Activity: Restate the records so that not a single word differs.
Material provided START
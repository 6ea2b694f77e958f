use chrono::{DateTime, Utc};
use serde::{Serialize, Serializer};

use super::display_time;
use super::k8s::CertificateSource;

/// Expiry thresholds, fixed for the lifetime of the process.
///
/// `warn_days_left` is expected to exceed `critical_days_left`; otherwise the
/// WARN tier can never be reached.
#[derive(Debug, Clone, Copy, PartialEq, Eq)]
pub struct ThresholdConfig {
    pub critical_days_left: i64,
    pub warn_days_left: i64,
}

impl Default for ThresholdConfig {
    fn default() -> Self {
        Self {
            critical_days_left: 3,
            warn_days_left: 30,
        }
    }
}

/// Fields extracted from a decoded leaf certificate.
#[derive(Debug, Clone, PartialEq, Eq, Serialize)]
#[serde(rename_all = "camelCase")]
pub struct ParsedCertificate {
    #[serde(serialize_with = "display_time")]
    pub not_before: DateTime<Utc>,
    #[serde(serialize_with = "display_time")]
    pub not_after: DateTime<Utc>,
    #[serde(rename = "issuer")]
    pub issuer_common_name: String,
    #[serde(rename = "commonNames")]
    pub subject_common_names: Vec<String>,
    pub dns_names: Vec<String>,
}

#[derive(Debug, Clone, Copy, PartialEq, Eq, PartialOrd, Ord, Serialize)]
#[serde(rename_all = "UPPERCASE")]
pub enum Severity {
    Ok,
    Warn,
    Crit,
}

/// Outcome of classifying one certificate.
#[derive(Debug, Clone, PartialEq, Eq)]
pub struct CertificateVerdict {
    /// Whole days until `notAfter`; negative once expired.
    pub days_left: i64,
    /// False when expired or when an expected host is not covered.
    pub is_valid: bool,
    pub severity: Severity,
    /// Expiry diagnostic, present for WARN and CRIT.
    pub diagnostic: Option<String>,
    /// One entry per expected host the certificate does not cover.
    pub host_mismatches: Vec<String>,
}

impl CertificateVerdict {
    pub fn diagnostics(&self) -> impl Iterator<Item = &str> {
        self.diagnostic
            .iter()
            .chain(self.host_mismatches.iter())
            .map(String::as_str)
    }
}

/// One discovered source together with whatever could be derived from it.
/// `certificate` and `verdict` are both absent when the payload failed to parse.
#[derive(Debug, Clone, PartialEq, Eq)]
pub struct CertificateRecord {
    pub source: CertificateSource,
    pub certificate: Option<ParsedCertificate>,
    pub verdict: Option<CertificateVerdict>,
}

impl CertificateRecord {
    pub fn unparsed(source: CertificateSource) -> Self {
        Self {
            source,
            certificate: None,
            verdict: None,
        }
    }

    pub fn classified(source: CertificateSource, certificate: ParsedCertificate, verdict: CertificateVerdict) -> Self {
        Self {
            source,
            certificate: Some(certificate),
            verdict: Some(verdict),
        }
    }
}

#[derive(Serialize)]
#[serde(rename_all = "camelCase")]
struct RecordJson<'a> {
    #[serde(flatten)]
    source: &'a CertificateSource,
    #[serde(skip_serializing_if = "Option::is_none")]
    certificate: Option<CertificateJson<'a>>,
}

#[derive(Serialize)]
#[serde(rename_all = "camelCase")]
struct CertificateJson<'a> {
    #[serde(flatten)]
    certificate: &'a ParsedCertificate,
    days_left: i64,
    is_valid: bool,
    severity: Severity,
    diagnostics: Vec<&'a str>,
}

impl Serialize for CertificateRecord {
    fn serialize<S: Serializer>(&self, serializer: S) -> Result<S::Ok, S::Error> {
        let certificate = match (&self.certificate, &self.verdict) {
            (Some(certificate), Some(verdict)) => Some(CertificateJson {
                certificate,
                days_left: verdict.days_left,
                is_valid: verdict.is_valid,
                severity: verdict.severity,
                diagnostics: verdict.diagnostics().collect(),
            }),
            _ => None,
        };

        RecordJson {
            source: &self.source,
            certificate,
        }
        .serialize(serializer)
    }
}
Material provided END
Solution for this exercise:
repository 6ea2b694f77e958f
use chrono::{DateTime, Utc};
use serde::{Serialize, Serializer};

use super::display_time;
use super::k8s::CertificateSource;

/// Expiry thresholds, fixed for the lifetime of the process.
///
/// `warn_days_left` is expected to exceed `critical_days_left`; otherwise the
/// WARN tier can never be reached.
#[derive(Debug, Clone, Copy, PartialEq, Eq)]
pub struct ThresholdConfig {
    pub critical_days_left: i64,
    pub warn_days_left: i64,
}

impl Default for ThresholdConfig {
    fn default() -> Self {
        Self {
            critical_days_left: 3,
            warn_days_left: 30,
        }
    }
}

/// Fields extracted from a decoded leaf certificate.
#[derive(Debug, Clone, PartialEq, Eq, Serialize)]
#[serde(rename_all = "camelCase")]
pub struct ParsedCertificate {
    #[serde(serialize_with = "display_time")]
    pub not_before: DateTime<Utc>,
    #[serde(serialize_with = "display_time")]
    pub not_after: DateTime<Utc>,
    #[serde(rename = "issuer")]
    pub issuer_common_name: String,
    #[serde(rename = "commonNames")]
    pub subject_common_names: Vec<String>,
    pub dns_names: Vec<String>,
}

#[derive(Debug, Clone, Copy, PartialEq, Eq, PartialOrd, Ord, Serialize)]
#[serde(rename_all = "UPPERCASE")]
pub enum Severity {
    Ok,
    Warn,
    Crit,
}

/// Outcome of classifying one certificate.
#[derive(Debug, Clone, PartialEq, Eq)]
pub struct CertificateVerdict {
    /// Whole days until `notAfter`; negative once expired.
    pub days_left: i64,
    /// False when expired or when an expected host is not covered.
    pub is_valid: bool,
    pub severity: Severity,
    /// Expiry diagnostic, present for WARN and CRIT.
    pub diagnostic: Option<String>,
    /// One entry per expected host the certificate does not cover.
    pub host_mismatches: Vec<String>,
}

impl CertificateVerdict {
    pub fn diagnostics(&self) -> impl Iterator<Item = &str> {
        self.diagnostic
            .iter()
            .chain(self.host_mismatches.iter())
            .map(String::as_str)
    }
}

/// One discovered source together with whatever could be derived from it.
/// `certificate` and `verdict` are both absent when the payload failed to parse.
#[derive(Debug, Clone, PartialEq, Eq)]
pub struct CertificateRecord {
    pub source: CertificateSource,
    pub certificate: Option<ParsedCertificate>,
    pub verdict: Option<CertificateVerdict>,
}

impl CertificateRecord {
    pub fn unparsed(source: CertificateSource) -> Self {
        Self {
            source,
            certificate: None,
            verdict: None,
        }
    }

    pub fn classified(source: CertificateSource, certificate: ParsedCertificate, verdict: CertificateVerdict) -> Self {
        Self {
            source,
            certificate: Some(certificate),
            verdict: Some(verdict),
        }
    }
}

#[derive(Serialize)]
#[serde(rename_all = "camelCase")]
struct RecordJson<'a> {
    #[serde(flatten)]
    source: &'a CertificateSource,
    #[serde(skip_serializing_if = "Option::is_none")]
    certificate: Option<CertificateJson<'a>>,
}

#[derive(Serialize)]
#[serde(rename_all = "camelCase")]
struct CertificateJson<'a> {
    #[serde(flatten)]
    certificate: &'a ParsedCertificate,
    days_left: i64,
    is_valid: bool,
    severity: Severity,
    diagnostics: Vec<&'a str>,
}

impl Serialize for CertificateRecord {
    fn serialize<S: Serializer>(&self, serializer: S) -> Result<S::Ok, S::Error> {
        let certificate = match (&self.certificate, &self.verdict) {
            (Some(certificate), Some(verdict)) => Some(CertificateJson {
                certificate,
                days_left: verdict.days_left,
                is_valid: verdict.is_valid,
                severity: verdict.severity,
                diagnostics: verdict.diagnostics().collect(),
            }),
            _ => None,
        };

        RecordJson {
            source: &self.source,
            certificate,
        }
        .serialize(serializer)
    }
}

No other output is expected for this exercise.